▶ **What you will do**:
Report each line of the data that contains the string "publish".

[Collected data entries]

====

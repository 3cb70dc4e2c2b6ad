use criterion::{black_box, criterion_group, criterion_main, Criterion};
use mltk::nodes::{Mfcc, Spectrum, WindowKind, Windowing};
use mltk::{GraphBuilder, Mltk, MltkConfig, Pool, SOURCE};

fn block(len: usize) -> Vec<f32> {
    (0..len).map(|i| (i as f32 * 0.031).sin() * 0.5).collect()
}

pub fn criterion_benchmark(c: &mut Criterion) {
    c.bench_function("Mltk.tick() standard 2ch", |b| {
        let mut mltk = Mltk::standard(MltkConfig::default()).unwrap();
        let input = block(mltk.frame_size());

        b.iter(|| {
            mltk.ingest(0, &input).unwrap();
            mltk.ingest(1, &input).unwrap();
            mltk.tick().unwrap();
            black_box(mltk.get_value("RMS", 0).unwrap())
        })
    });

    c.bench_function("Mltk.tick() standard 2ch record", |b| {
        let config = MltkConfig::default().with_record(true);
        let mut mltk = Mltk::standard(config).unwrap();
        let input: Vec<f32> = block(mltk.frame_size() * 2);

        b.iter(|| {
            mltk.ingest_interleaved(&input).unwrap();
            mltk.tick().unwrap();
        })
    });

    c.bench_function("Graph.run() window -> spectrum -> mfcc", |b| {
        let ctx = MltkConfig::default().process_context();
        let mut builder = GraphBuilder::new(ctx);
        builder.add("window", Windowing::new(WindowKind::Hann)).unwrap();
        builder.add("spectrum", Spectrum::new(ctx.frame_size)).unwrap();
        builder.add("mfcc", Mfcc::new(ctx.sample_rate)).unwrap();
        builder.connect((SOURCE, SOURCE), ("window", "frame")).unwrap();
        builder.connect(("window", "frame"), ("spectrum", "frame")).unwrap();
        builder.connect(("spectrum", "spectrum"), ("mfcc", "spectrum")).unwrap();
        builder.store(("mfcc", "mfcc"), "MFCC").unwrap();
        let mut graph = builder.build().unwrap();

        let mut pool = Pool::new();
        let input = block(ctx.frame_size);

        b.iter(|| {
            pool.clear();
            graph.reset();
            graph.run(black_box(&input), &mut pool).unwrap();
        })
    });
}

criterion_group!(benches, criterion_benchmark);
criterion_main!(benches);
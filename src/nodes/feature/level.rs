//! Frame level descriptors

use crate::error::InputViolation;
use crate::node::{Algorithm, Inputs, Outputs, ProcessContext};

#[inline]
fn energy(frame: &[f32]) -> f32 {
    frame.iter().map(|x| x * x).sum()
}

/// Root mean square of each frame.
///
/// Ports: `array` in, `rms` out.
#[derive(Clone, Copy, Debug, Default)]
pub struct Rms;

impl Rms {
    pub fn new() -> Self {
        Self
    }
}

impl Algorithm for Rms {
    fn kind(&self) -> &'static str {
        "Rms"
    }

    fn inputs(&self) -> &[&'static str] {
        &["array"]
    }

    fn outputs(&self) -> &[&'static str] {
        &["rms"]
    }

    fn process(
        &mut self,
        _ctx: &ProcessContext,
        inputs: &mut Inputs<'_>,
        outputs: &mut Outputs<'_>,
    ) -> Result<(), InputViolation> {
        let frame = inputs.pop_nonempty(0)?;
        outputs.push(0, (energy(&frame) / frame.len() as f32).sqrt());
        Ok(())
    }
}

/// Sum of squares of each frame.
///
/// Ports: `array` in, `energy` out.
#[derive(Clone, Copy, Debug, Default)]
pub struct Energy;

impl Energy {
    pub fn new() -> Self {
        Self
    }
}

impl Algorithm for Energy {
    fn kind(&self) -> &'static str {
        "Energy"
    }

    fn inputs(&self) -> &[&'static str] {
        &["array"]
    }

    fn outputs(&self) -> &[&'static str] {
        &["energy"]
    }

    fn process(
        &mut self,
        _ctx: &ProcessContext,
        inputs: &mut Inputs<'_>,
        outputs: &mut Outputs<'_>,
    ) -> Result<(), InputViolation> {
        let frame = inputs.pop_nonempty(0)?;
        outputs.push(0, energy(&frame));
        Ok(())
    }
}

/// Mean of squares of each frame.
///
/// Ports: `array` in, `power` out.
#[derive(Clone, Copy, Debug, Default)]
pub struct InstantPower;

impl InstantPower {
    pub fn new() -> Self {
        Self
    }
}

impl Algorithm for InstantPower {
    fn kind(&self) -> &'static str {
        "InstantPower"
    }

    fn inputs(&self) -> &[&'static str] {
        &["array"]
    }

    fn outputs(&self) -> &[&'static str] {
        &["power"]
    }

    fn process(
        &mut self,
        _ctx: &ProcessContext,
        inputs: &mut Inputs<'_>,
        outputs: &mut Outputs<'_>,
    ) -> Result<(), InputViolation> {
        let frame = inputs.pop_nonempty(0)?;
        outputs.push(0, energy(&frame) / frame.len() as f32);
        Ok(())
    }
}
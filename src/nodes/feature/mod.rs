//! Descriptor nodes

mod centroid;
mod level;
mod mfcc;
mod spectrum;

pub use centroid::Centroid;
pub use level::{Energy, InstantPower, Rms};
pub use mfcc::Mfcc;
pub use spectrum::Spectrum;
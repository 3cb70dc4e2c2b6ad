//! mltk - streaming audio feature extraction
//!
//! Design principles:
//! - One analysis graph per input channel, plus one for the mono mixdown
//! - Topology is wired by name at setup and frozen before the first tick
//! - Nodes publish results into a per-channel pool under named keys
//! - Ticks are synchronous and caller-driven; no threads, no locks
//! - Capture devices hand samples over through a lock-free ring
//!
//! ```
//! use mltk::{Channel, Mltk, MltkConfig};
//!
//! let config = MltkConfig::default().with_channels(1).with_record(true);
//! let mut mltk = Mltk::standard(config)?;
//!
//! let block: Vec<f32> = (0..mltk.frame_size())
//!     .map(|i| (i as f32 * 0.1).sin() * 0.5)
//!     .collect();
//! mltk.ingest(0, &block)?;
//! mltk.tick()?;
//!
//! println!("rms: {}", mltk.get_value("RMS", Channel::Mono)?);
//! mltk.flush_aggregate(std::io::stdout())?;
//! # Ok::<(), mltk::Error>(())
//! ```

pub mod aggregate;
pub mod capture;
mod context;
#[cfg(feature = "cpal_input")]
mod device;
mod error;
pub mod graph;
mod mltk;
pub mod network;
mod node;
pub mod nodes;
mod pool;
mod value;

pub use aggregate::{AggregateSnapshot, Statistics};
pub use capture::{FeedConsumer, FeedProducer};
pub use context::{Channel, ChannelContext};
#[cfg(feature = "cpal_input")]
pub use device::CpalInput;
pub use error::{
    ChannelFailure, Error, GraphConfigError, InputViolation, NodeInputError, PortDirection,
    Result, RunError, TickError,
};
pub use graph::{Connection, Graph, GraphBuilder, SOURCE};
pub use mltk::{Mltk, MltkConfig};
pub use node::{Algorithm, Inputs, NodeId, Outputs, ProcessContext};
pub use pool::Pool;
pub use value::{Value, ValueKind};
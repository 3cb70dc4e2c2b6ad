//! Print live RMS and spectral centroid from the default input device
//!
//! Run with: cargo run --example live_input --features cpal_input

use std::thread::sleep;
use std::time::{Duration, Instant};

use mltk::network::keys;
use mltk::{capture, Channel, CpalInput, Mltk};

fn main() -> Result<(), Box<dyn std::error::Error>> {
    tracing_subscriber::fmt::init();

    for device in CpalInput::list_inputs() {
        println!("found {} ({} Hz, {} ch)", device.name(), device.sample_rate(), device.channels());
    }

    let mut input = CpalInput::default_input().ok_or("No input device")?;
    let config = input.mltk_config().with_frame_size(1024).with_hop_size(512);
    let (tx, mut rx) = capture::feed(config.channels, config.frame_size, 32);
    input.start(tx)?;

    let mut mltk = Mltk::standard(config)?;
    println!("Listening on {}... Ctrl+C to stop", input.name());

    let mut last_print = Instant::now();
    loop {
        mltk.drain(&mut rx)?;

        if last_print.elapsed() >= Duration::from_millis(100) && mltk.ticks() > 0 {
            let rms = mltk.get_value(keys::RMS, Channel::Mono)?;
            let centroid = mltk.get_value(keys::CENTROID, Channel::Mono)?;
            let bar = "#".repeat((rms * 200.0).min(60.0) as usize);
            println!("{:8.1} Hz  {:.4}  {}", centroid, rms, bar);
            last_print = Instant::now();
        }
        sleep(Duration::from_millis(2));
    }
}
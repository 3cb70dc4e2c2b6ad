//! Named, append-only result store

use hashbrown::HashMap;

use crate::error::{Error, Result};
use crate::value::Value;

/// Per-key sequences of values that nodes publish into.
///
/// Writes only ever append. [`clear`](Self::clear) empties every sequence but
/// keeps the keys, so a key that was written at some point and emitted nothing
/// since the last clear reads as an empty series rather than as missing.
#[derive(Clone, Debug, Default)]
pub struct Pool {
    entries: HashMap<String, Vec<Value>>,
}

impl Pool {
    pub fn new() -> Self {
        Self::default()
    }

    /// Append `value` to the sequence under `key`.
    pub fn write(&mut self, key: &str, value: Value) {
        match self.entries.get_mut(key) {
            Some(series) => series.push(value),
            None => {
                self.entries.insert(key.to_owned(), vec![value]);
            }
        }
    }

    /// Empty every sequence. Allocations are kept for the next tick.
    pub fn clear(&mut self) {
        for series in self.entries.values_mut() {
            series.clear();
        }
    }

    /// The most recently appended value for `key`.
    pub fn read_latest(&self, key: &str) -> Result<&Value> {
        self.read_all(key)?
            .last()
            .ok_or_else(|| Error::EmptySeries { key: key.to_owned() })
    }

    /// Everything appended under `key` since the last clear.
    pub fn read_all(&self, key: &str) -> Result<&[Value]> {
        self.entries
            .get(key)
            .map(Vec::as_slice)
            .ok_or_else(|| Error::PoolKeyNotFound { key: key.to_owned() })
    }

    /// Whether `key` has ever been written, even if it is empty now.
    pub fn contains(&self, key: &str) -> bool {
        self.entries.contains_key(key)
    }

    pub fn keys(&self) -> impl Iterator<Item = &str> {
        self.entries.keys().map(String::as_str)
    }

    pub fn iter(&self) -> impl Iterator<Item = (&str, &[Value])> {
        self.entries.iter().map(|(k, v)| (k.as_str(), v.as_slice()))
    }

    /// Number of keys ever written.
    pub fn len(&self) -> usize {
        self.entries.len()
    }

    pub fn is_empty(&self) -> bool {
        self.entries.is_empty()
    }
}

#[cfg(test)]
mod tests {
    use super::*;

    #[test]
    fn missing_and_empty_keys_are_distinct() {
        let mut pool = Pool::new();
        assert!(matches!(
            pool.read_latest("rms"),
            Err(Error::PoolKeyNotFound { .. })
        ));

        pool.write("rms", Value::Real(0.5));
        pool.clear();

        assert!(pool.contains("rms"));
        assert!(pool.read_all("rms").unwrap().is_empty());
        assert!(matches!(
            pool.read_latest("rms"),
            Err(Error::EmptySeries { .. })
        ));
    }

    #[test]
    fn latest_is_last_appended() {
        let mut pool = Pool::new();
        pool.write("frame", Value::Vector(vec![1.0, 2.0]));
        pool.write("frame", Value::Vector(vec![3.0, 4.0]));

        assert_eq!(pool.read_all("frame").unwrap().len(), 2);
        assert_eq!(
            pool.read_latest("frame").unwrap().as_vector(),
            Some(&[3.0, 4.0][..])
        );
    }
}
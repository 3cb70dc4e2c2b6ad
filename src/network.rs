//! The stock analysis network

use crate::error::GraphConfigError;
use crate::graph::{GraphBuilder, SOURCE};
use crate::nodes::{
    Centroid, DcRemoval, Energy, FrameCutter, InstantPower, Mfcc, Rms, Spectrum, WindowKind,
    Windowing,
};

/// Pool keys written by [`standard`].
pub mod keys {
    pub const RMS: &str = "RMS";
    pub const ENERGY: &str = "Energy";
    pub const POWER: &str = "Power";
    /// Magnitude spectrum, `frame_size / 2 + 1` bins
    pub const SPECTRUM: &str = "Spectrum";
    /// Spectral centroid in Hz
    pub const CENTROID: &str = "Centroid";
    pub const MFCC_BANDS: &str = "MFCC.Bands";
    pub const MFCC_COEFS: &str = "MFCC.Coefs";

    /// Every key, in wiring order.
    pub const ALL: [&str; 7] = [RMS, ENERGY, POWER, SPECTRUM, CENTROID, MFCC_BANDS, MFCC_COEFS];
}

/// Wire the stock network into `b`:
///
/// ```text
/// signal -> dcremoval -> framecutter -> windowing -+-> rms
///                                                  +-> energy
///                                                  +-> power
///                                                  +-> spectrum -+-> centroid
///                                                                +-> mfcc
/// ```
///
/// Frame and hop sizes and the sample rate come from the builder's context.
/// The window is a normalized Hamming.
pub fn standard(b: &mut GraphBuilder) -> Result<(), GraphConfigError> {
    let ctx = *b.context();
    let nyquist = ctx.sample_rate as f32 / 2.0;

    b.add("dcremoval", DcRemoval::new())?;
    b.add("framecutter", FrameCutter::new(ctx.frame_size, ctx.hop_size))?;
    b.add("windowing", Windowing::new(WindowKind::Hamming))?;
    b.add("rms", Rms::new())?;
    b.add("energy", Energy::new())?;
    b.add("power", InstantPower::new())?;
    b.add("spectrum", Spectrum::new(ctx.frame_size))?;
    b.add("centroid", Centroid::new(nyquist))?;
    b.add("mfcc", Mfcc::new(ctx.sample_rate))?;

    b.connect((SOURCE, SOURCE), ("dcremoval", "signal"))?;
    b.connect(("dcremoval", "signal"), ("framecutter", "signal"))?;
    b.connect(("framecutter", "frame"), ("windowing", "frame"))?;
    b.connect(("windowing", "frame"), ("rms", "array"))?;
    b.connect(("windowing", "frame"), ("energy", "array"))?;
    b.connect(("windowing", "frame"), ("power", "array"))?;
    b.connect(("windowing", "frame"), ("spectrum", "frame"))?;
    b.connect(("spectrum", "spectrum"), ("centroid", "array"))?;
    b.connect(("spectrum", "spectrum"), ("mfcc", "spectrum"))?;

    b.store(("rms", "rms"), keys::RMS)?;
    b.store(("energy", "energy"), keys::ENERGY)?;
    b.store(("power", "power"), keys::POWER)?;
    b.store(("spectrum", "spectrum"), keys::SPECTRUM)?;
    b.store(("centroid", "centroid"), keys::CENTROID)?;
    b.store(("mfcc", "bands"), keys::MFCC_BANDS)?;
    b.store(("mfcc", "mfcc"), keys::MFCC_COEFS)?;

    Ok(())
}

====

▶ **Answer to this exercise**:
//! - Nodes publish results into a per-channel pool under named keys
/// Per-key sequences of values that nodes publish into.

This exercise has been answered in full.